## Work task
Among the entries that follow, find every line with the word "content" and list it.
(Beginning of Source data)
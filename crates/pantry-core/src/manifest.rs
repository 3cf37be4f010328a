//! `Pantryfile.toml` parsing.
//!
//! ```toml
//! [sources]
//! nginx = "~> 2.0"
//! app = { path = "../app" }
//! db = { version = ">= 1.0", git = "https://example.test/db.git", branch = "main" }
//! ```

use std::collections::BTreeMap;
use std::path::{Path, PathBuf};

use pantry_util::errors::{PantryError, PantryResult};
use serde::{Deserialize, Serialize};

use crate::constraint::Constraint;
use crate::source::{Source, SourceLocation};

/// File name of a manifest, both at the project root and bundled in artifacts.
pub const MANIFEST_FILE: &str = "Pantryfile.toml";

#[derive(Debug, Clone, Default, Serialize, Deserialize)]
pub struct Manifest {
    #[serde(default)]
    pub sources: BTreeMap<String, SourceEntry>,
}

/// A source declaration: either a bare constraint or a detailed table.
#[derive(Debug, Clone, Serialize, Deserialize)]
#[serde(untagged)]
pub enum SourceEntry {
    Short(Constraint),
    Detailed(DetailedSource),
}

#[derive(Debug, Clone, Default, Serialize, Deserialize)]
pub struct DetailedSource {
    #[serde(default)]
    pub version: Option<Constraint>,
    #[serde(default)]
    pub path: Option<PathBuf>,
    #[serde(default)]
    pub git: Option<String>,
    #[serde(default)]
    pub rev: Option<String>,
    #[serde(default)]
    pub branch: Option<String>,
    #[serde(default)]
    pub tag: Option<String>,
    #[serde(default)]
    pub registry: Option<String>,
    #[serde(default)]
    pub store: Option<String>,
}

impl Manifest {
    /// Load and parse a manifest file.
    pub fn from_path(path: &Path) -> PantryResult<Self> {
        let content = std::fs::read_to_string(path).map_err(|e| PantryError::Manifest {
            message: format!("Failed to read {}: {e}", path.display()),
        })?;
        Self::parse_toml(&content)
    }

    pub fn parse_toml(content: &str) -> PantryResult<Self> {
        toml::from_str(content).map_err(|e| PantryError::Manifest {
            message: format!("Failed to parse {MANIFEST_FILE}: {e}"),
        })
    }

    /// Find the nearest manifest at or above `start`.
    pub fn discover(start: &Path) -> Option<PathBuf> {
        pantry_util::fs::find_ancestor_with(start, MANIFEST_FILE).map(|dir| dir.join(MANIFEST_FILE))
    }

    /// Parse a manifest file and turn it into sources relative to its directory.
    pub fn load_sources(path: &Path) -> PantryResult<Vec<Source>> {
        let base_dir = path.parent().unwrap_or(Path::new("."));
        Self::from_path(path)?.sources(base_dir)
    }

    /// Convert every entry into a [`Source`], ordered by name.
    ///
    /// Relative `path` entries are resolved against `base_dir`.
    pub fn sources(&self, base_dir: &Path) -> PantryResult<Vec<Source>> {
        self.sources
            .iter()
            .map(|(name, entry)| entry.to_source(name, base_dir))
            .collect()
    }
}

impl SourceEntry {
    fn to_source(&self, name: &str, base_dir: &Path) -> PantryResult<Source> {
        match self {
            Self::Short(constraint) => Ok(Source::new(name, constraint.clone())),
            Self::Detailed(detail) => {
                let constraint = detail.version.clone().unwrap_or_default();
                let location = detail.location(name, base_dir)?;
                Ok(Source::new(name, constraint).with_location(location))
            }
        }
    }
}

impl DetailedSource {
    fn location(&self, name: &str, base_dir: &Path) -> PantryResult<SourceLocation> {
        let declared = [
            self.path.is_some(),
            self.git.is_some(),
            self.registry.is_some(),
            self.store.is_some(),
        ]
        .iter()
        .filter(|set| **set)
        .count();
        if declared > 1 {
            return Err(PantryError::Manifest {
                message: format!(
                    "source '{name}' declares more than one of `path`, `git`, `registry`, `store`"
                ),
            });
        }

        let git_refs: Vec<&String> = [&self.rev, &self.branch, &self.tag]
            .into_iter()
            .flatten()
            .collect();
        if git_refs.len() > 1 {
            return Err(PantryError::Manifest {
                message: format!("source '{name}' declares more than one of `rev`, `branch`, `tag`"),
            });
        }
        if !git_refs.is_empty() && self.git.is_none() {
            return Err(PantryError::Manifest {
                message: format!("source '{name}' sets a git reference without `git`"),
            });
        }

        if let Some(path) = &self.path {
            let path = if path.is_absolute() {
                path.clone()
            } else {
                base_dir.join(path)
            };
            return Ok(SourceLocation::Path { path });
        }
        if let Some(uri) = &self.git {
            return Ok(SourceLocation::Git {
                uri: uri.clone(),
                rev: git_refs.first().map(|r| r.to_string()),
            });
        }
        if let Some(url) = &self.store {
            return Ok(SourceLocation::Store { url: url.clone() });
        }
        Ok(SourceLocation::Registry {
            url: self.registry.clone(),
        })
    }
}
(End of Source data)
## Your response
        let content = std::fs::read_to_string(path).map_err(|e| PantryError::Manifest {
        Self::parse_toml(&content)
    pub fn parse_toml(content: &str) -> PantryResult<Self> {
        toml::from_str(content).map_err(|e| PantryError::Manifest {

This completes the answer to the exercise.